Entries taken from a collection
+---+
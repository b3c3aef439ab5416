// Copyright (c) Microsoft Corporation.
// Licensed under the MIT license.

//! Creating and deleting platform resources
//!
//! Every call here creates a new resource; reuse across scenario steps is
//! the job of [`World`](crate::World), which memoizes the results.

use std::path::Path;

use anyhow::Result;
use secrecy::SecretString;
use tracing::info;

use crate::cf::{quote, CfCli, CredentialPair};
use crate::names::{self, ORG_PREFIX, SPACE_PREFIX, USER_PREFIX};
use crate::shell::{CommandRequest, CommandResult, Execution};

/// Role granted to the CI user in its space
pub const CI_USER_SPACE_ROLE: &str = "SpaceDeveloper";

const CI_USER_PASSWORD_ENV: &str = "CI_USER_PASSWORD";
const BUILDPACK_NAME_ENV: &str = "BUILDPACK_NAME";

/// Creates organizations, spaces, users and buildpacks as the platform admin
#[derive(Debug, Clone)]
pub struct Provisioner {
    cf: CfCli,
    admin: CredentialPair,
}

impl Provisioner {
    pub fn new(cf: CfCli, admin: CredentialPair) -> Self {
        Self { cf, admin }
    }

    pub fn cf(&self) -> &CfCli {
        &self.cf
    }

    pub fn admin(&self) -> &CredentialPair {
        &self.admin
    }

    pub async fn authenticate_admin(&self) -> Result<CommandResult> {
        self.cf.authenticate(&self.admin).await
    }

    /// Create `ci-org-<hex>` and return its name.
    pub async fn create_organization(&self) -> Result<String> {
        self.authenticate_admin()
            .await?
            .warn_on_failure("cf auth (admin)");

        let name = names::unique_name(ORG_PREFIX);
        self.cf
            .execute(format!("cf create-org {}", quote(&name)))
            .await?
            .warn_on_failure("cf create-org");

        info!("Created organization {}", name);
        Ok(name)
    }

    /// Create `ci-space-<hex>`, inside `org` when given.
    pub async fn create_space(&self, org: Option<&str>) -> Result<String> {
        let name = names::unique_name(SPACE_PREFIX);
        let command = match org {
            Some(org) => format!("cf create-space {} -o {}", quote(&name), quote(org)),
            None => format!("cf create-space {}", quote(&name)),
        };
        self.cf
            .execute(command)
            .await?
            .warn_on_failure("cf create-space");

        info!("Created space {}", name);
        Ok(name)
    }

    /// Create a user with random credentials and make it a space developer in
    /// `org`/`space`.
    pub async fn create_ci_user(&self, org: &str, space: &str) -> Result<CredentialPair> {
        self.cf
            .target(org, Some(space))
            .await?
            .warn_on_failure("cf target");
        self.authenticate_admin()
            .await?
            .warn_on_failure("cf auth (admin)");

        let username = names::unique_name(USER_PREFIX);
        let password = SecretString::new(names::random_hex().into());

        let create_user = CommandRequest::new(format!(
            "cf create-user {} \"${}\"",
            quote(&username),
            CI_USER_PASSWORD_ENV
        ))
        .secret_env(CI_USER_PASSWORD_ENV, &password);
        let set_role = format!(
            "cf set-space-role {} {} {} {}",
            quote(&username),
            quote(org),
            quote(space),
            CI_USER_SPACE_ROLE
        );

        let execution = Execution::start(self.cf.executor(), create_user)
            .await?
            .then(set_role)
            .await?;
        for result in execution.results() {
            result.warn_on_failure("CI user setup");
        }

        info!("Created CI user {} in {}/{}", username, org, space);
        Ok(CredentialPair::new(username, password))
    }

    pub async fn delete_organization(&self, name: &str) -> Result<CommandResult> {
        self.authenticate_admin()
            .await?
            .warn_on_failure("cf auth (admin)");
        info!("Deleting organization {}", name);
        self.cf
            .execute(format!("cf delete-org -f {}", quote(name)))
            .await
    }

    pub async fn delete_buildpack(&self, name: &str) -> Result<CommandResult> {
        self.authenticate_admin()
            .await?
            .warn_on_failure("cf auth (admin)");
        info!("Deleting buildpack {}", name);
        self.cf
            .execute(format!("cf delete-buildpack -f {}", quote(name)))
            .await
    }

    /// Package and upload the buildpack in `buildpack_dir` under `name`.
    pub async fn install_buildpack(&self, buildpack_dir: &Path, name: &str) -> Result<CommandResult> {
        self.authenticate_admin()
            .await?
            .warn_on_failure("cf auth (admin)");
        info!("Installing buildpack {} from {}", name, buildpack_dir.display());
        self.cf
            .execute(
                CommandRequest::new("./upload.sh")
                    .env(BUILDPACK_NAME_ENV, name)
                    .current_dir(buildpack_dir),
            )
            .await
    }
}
+---+
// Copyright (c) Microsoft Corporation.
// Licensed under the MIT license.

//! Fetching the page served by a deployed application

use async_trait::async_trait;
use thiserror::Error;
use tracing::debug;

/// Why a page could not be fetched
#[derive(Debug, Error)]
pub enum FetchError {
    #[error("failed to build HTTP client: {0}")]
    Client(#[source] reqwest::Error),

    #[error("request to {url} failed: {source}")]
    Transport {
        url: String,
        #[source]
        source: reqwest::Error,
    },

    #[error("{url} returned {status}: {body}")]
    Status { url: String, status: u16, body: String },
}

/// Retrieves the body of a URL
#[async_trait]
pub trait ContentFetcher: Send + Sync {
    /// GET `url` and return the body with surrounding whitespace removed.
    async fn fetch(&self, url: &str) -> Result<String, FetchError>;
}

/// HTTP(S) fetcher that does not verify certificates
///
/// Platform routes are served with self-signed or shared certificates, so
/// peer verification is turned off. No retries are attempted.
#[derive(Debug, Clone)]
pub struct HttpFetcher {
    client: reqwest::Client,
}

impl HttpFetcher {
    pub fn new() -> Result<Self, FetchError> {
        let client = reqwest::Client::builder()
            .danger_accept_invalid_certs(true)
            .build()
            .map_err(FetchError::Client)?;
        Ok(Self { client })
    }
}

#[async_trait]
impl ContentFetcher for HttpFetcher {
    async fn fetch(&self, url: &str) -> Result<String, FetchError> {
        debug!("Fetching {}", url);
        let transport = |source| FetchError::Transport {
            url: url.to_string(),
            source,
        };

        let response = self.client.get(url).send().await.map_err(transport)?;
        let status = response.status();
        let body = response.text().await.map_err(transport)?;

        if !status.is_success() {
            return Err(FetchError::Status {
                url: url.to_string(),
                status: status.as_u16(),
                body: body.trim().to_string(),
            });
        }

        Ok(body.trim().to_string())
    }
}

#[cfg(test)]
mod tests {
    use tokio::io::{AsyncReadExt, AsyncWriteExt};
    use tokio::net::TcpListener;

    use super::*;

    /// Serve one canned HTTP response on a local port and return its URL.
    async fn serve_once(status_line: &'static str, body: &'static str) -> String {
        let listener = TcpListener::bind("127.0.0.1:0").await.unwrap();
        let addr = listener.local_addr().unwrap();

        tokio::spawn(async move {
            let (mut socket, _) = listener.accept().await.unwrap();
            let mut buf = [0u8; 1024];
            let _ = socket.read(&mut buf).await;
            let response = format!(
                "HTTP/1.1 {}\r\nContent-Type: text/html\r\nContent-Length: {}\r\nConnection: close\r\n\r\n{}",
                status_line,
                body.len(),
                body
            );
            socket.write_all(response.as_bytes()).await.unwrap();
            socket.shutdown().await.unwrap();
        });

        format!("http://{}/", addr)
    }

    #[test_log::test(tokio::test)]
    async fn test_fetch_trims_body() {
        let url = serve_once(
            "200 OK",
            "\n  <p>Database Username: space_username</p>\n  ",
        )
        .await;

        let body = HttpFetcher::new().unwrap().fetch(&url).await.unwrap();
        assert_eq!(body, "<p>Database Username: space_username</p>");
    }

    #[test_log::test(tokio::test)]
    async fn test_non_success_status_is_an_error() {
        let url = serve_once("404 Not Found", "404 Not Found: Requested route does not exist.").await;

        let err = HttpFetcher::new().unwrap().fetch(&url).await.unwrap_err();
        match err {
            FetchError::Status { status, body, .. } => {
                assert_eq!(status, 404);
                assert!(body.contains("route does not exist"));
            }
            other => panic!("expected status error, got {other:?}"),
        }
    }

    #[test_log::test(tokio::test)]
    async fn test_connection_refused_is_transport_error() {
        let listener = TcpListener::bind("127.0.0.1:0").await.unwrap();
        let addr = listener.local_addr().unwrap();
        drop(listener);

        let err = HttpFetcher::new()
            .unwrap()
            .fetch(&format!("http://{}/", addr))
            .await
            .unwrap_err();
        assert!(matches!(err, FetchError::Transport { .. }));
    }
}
+---+
▸ **What is required**
Find the word "CommandRequest" in the entries above, then copy each line that holds it.

▸ **Exercise response**
use crate::shell::{CommandRequest, CommandResult, Execution};
        let create_user = CommandRequest::new(format!(
                CommandRequest::new("./upload.sh")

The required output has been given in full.